YOUR ASSIGNMENT: Look through the material below and show every line with the word "proposal".

DATA FOR PROCESSING:
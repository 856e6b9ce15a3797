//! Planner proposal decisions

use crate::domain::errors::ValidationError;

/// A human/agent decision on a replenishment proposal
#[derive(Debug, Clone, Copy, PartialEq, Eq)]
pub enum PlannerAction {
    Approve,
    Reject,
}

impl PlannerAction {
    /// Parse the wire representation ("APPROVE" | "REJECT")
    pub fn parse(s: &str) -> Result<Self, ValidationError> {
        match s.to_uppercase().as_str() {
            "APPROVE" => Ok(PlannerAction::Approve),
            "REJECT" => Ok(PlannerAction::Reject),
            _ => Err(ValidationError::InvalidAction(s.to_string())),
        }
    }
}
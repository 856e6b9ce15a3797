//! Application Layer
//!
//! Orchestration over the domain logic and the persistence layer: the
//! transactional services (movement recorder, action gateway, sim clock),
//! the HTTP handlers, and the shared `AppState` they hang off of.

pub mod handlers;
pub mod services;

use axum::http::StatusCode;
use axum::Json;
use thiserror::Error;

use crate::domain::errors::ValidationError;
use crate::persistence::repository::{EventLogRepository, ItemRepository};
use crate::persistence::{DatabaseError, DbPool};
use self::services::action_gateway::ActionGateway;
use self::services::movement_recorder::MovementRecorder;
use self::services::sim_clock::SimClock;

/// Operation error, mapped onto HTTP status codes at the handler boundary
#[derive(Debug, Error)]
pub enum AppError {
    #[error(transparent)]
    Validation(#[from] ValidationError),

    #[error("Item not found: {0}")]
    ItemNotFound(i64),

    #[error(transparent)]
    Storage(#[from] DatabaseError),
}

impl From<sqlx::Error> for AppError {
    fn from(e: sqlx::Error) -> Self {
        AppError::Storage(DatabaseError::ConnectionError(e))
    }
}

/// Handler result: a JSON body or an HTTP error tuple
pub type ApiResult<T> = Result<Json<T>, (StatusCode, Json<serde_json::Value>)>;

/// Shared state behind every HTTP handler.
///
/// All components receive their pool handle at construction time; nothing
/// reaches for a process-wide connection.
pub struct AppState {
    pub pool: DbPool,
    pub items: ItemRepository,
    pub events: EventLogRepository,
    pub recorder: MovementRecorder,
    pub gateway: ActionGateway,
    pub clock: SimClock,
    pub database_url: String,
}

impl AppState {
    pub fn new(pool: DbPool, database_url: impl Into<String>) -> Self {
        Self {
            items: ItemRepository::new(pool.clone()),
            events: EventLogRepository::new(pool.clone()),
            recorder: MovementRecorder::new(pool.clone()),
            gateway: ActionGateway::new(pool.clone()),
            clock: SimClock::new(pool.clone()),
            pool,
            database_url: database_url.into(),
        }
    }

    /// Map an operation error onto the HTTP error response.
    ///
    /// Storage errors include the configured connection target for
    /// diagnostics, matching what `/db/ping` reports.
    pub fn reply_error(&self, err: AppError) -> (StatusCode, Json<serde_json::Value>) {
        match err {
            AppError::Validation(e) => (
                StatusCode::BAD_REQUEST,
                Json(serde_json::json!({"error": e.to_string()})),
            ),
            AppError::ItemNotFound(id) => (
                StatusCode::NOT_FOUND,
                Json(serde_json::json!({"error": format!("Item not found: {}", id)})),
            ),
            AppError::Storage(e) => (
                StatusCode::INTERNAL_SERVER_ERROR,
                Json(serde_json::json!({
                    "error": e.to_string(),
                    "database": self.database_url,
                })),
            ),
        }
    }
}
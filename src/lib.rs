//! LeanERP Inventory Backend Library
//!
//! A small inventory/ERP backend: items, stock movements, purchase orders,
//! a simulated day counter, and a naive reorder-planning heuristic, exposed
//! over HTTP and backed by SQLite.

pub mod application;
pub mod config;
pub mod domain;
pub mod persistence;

==

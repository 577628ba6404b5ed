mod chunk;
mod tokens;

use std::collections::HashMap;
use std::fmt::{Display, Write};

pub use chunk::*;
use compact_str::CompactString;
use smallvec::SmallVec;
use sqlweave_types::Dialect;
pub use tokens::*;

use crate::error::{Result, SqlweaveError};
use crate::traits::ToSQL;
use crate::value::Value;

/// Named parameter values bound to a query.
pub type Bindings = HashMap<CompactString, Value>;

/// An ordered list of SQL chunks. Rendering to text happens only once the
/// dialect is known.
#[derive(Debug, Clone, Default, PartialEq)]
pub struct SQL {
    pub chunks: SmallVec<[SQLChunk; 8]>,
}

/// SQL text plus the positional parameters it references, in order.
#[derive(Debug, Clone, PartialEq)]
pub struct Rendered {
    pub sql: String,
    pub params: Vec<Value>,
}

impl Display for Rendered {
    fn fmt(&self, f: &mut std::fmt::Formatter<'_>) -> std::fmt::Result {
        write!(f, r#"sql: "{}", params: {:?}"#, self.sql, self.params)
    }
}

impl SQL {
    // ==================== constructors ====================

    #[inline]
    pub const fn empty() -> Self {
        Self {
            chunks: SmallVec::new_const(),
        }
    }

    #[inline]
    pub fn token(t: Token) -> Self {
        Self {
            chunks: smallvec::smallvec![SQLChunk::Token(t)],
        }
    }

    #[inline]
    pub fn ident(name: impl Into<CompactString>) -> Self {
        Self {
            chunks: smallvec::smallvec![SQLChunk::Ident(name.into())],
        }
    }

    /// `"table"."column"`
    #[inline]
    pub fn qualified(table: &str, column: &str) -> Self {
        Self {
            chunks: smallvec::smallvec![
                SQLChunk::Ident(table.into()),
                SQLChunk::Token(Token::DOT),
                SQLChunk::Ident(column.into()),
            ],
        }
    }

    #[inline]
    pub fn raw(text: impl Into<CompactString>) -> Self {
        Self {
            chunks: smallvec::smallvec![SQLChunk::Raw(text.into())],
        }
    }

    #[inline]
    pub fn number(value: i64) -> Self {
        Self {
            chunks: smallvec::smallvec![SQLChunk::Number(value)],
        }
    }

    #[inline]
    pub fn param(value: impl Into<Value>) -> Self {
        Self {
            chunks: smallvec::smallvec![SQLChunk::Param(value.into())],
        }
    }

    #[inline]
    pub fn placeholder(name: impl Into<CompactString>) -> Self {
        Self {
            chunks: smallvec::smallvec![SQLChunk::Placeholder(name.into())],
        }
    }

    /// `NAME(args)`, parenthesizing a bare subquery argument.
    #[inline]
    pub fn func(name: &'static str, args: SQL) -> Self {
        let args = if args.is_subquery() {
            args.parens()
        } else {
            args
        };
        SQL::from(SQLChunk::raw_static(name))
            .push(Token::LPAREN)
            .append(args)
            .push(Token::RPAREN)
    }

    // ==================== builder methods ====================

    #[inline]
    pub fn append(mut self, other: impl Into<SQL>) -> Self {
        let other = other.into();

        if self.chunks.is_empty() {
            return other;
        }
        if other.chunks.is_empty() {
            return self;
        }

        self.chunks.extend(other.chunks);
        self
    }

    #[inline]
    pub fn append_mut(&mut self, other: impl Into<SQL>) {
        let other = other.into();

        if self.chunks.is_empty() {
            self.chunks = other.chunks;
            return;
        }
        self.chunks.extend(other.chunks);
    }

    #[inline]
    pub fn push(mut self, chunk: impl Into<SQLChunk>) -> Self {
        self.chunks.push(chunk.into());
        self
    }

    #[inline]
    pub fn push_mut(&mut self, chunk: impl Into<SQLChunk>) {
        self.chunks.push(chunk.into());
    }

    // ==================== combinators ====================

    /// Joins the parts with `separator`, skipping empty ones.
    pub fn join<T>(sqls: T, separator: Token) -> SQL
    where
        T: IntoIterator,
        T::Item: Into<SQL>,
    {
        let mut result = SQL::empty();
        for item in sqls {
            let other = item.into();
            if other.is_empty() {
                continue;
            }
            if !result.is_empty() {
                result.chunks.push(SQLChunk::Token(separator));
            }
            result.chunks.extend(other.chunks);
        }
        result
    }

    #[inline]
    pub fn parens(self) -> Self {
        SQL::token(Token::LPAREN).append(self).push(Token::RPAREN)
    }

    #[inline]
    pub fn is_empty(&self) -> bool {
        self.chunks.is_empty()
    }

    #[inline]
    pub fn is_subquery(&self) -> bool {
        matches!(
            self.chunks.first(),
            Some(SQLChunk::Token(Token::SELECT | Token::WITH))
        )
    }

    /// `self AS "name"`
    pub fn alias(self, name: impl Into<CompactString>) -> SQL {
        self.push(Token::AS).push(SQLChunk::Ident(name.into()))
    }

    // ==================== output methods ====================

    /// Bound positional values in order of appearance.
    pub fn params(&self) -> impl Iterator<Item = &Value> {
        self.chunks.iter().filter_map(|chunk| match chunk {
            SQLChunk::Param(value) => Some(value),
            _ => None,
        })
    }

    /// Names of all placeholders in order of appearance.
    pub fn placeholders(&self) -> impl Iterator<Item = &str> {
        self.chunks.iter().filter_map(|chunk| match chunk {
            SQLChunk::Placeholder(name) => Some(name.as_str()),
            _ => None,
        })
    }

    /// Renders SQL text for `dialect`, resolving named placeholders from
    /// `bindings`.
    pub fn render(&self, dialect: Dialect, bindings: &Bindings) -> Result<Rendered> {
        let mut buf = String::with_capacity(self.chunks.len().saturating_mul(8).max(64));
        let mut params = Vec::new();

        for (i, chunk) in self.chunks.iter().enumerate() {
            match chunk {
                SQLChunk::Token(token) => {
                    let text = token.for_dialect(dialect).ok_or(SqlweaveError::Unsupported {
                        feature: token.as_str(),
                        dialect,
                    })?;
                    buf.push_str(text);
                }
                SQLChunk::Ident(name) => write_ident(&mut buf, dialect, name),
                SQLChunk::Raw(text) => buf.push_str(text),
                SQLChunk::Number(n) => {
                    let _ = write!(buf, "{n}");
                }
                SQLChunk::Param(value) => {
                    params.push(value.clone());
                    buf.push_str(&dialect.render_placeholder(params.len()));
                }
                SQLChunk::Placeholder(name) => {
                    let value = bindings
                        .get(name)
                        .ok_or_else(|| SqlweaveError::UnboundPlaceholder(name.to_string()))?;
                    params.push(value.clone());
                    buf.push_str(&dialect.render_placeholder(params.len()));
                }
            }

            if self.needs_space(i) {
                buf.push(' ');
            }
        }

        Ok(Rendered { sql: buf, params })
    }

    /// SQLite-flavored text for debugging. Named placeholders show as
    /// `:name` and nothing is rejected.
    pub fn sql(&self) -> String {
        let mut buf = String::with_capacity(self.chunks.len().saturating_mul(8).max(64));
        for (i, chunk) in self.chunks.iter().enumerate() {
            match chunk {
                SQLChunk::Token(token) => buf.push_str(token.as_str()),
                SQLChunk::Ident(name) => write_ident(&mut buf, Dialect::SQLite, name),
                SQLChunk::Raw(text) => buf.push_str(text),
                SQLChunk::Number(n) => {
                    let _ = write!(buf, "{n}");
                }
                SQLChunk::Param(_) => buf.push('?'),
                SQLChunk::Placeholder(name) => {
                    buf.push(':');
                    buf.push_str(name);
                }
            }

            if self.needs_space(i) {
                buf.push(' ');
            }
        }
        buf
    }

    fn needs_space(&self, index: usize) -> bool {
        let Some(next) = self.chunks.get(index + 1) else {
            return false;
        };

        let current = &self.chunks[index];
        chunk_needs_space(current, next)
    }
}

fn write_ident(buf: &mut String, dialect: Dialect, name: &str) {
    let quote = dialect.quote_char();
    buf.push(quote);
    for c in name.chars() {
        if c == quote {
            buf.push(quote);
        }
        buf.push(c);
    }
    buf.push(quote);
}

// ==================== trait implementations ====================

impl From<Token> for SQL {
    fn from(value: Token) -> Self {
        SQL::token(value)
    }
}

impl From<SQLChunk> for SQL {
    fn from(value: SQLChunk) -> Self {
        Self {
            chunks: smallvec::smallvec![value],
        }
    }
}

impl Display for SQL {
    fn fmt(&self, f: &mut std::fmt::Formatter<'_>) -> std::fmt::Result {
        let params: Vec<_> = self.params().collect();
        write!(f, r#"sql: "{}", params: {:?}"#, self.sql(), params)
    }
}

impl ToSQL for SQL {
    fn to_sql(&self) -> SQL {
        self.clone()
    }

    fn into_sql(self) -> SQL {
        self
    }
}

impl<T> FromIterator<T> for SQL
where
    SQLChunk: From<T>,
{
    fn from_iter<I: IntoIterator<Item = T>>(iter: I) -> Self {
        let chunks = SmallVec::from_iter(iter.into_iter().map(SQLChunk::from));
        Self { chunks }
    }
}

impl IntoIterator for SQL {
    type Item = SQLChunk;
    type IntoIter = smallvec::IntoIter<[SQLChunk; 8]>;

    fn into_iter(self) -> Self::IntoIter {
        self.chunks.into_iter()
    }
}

WRITTEN SOLUTION:
//! Planner proposal decisions
/// A human/agent decision on a replenishment proposal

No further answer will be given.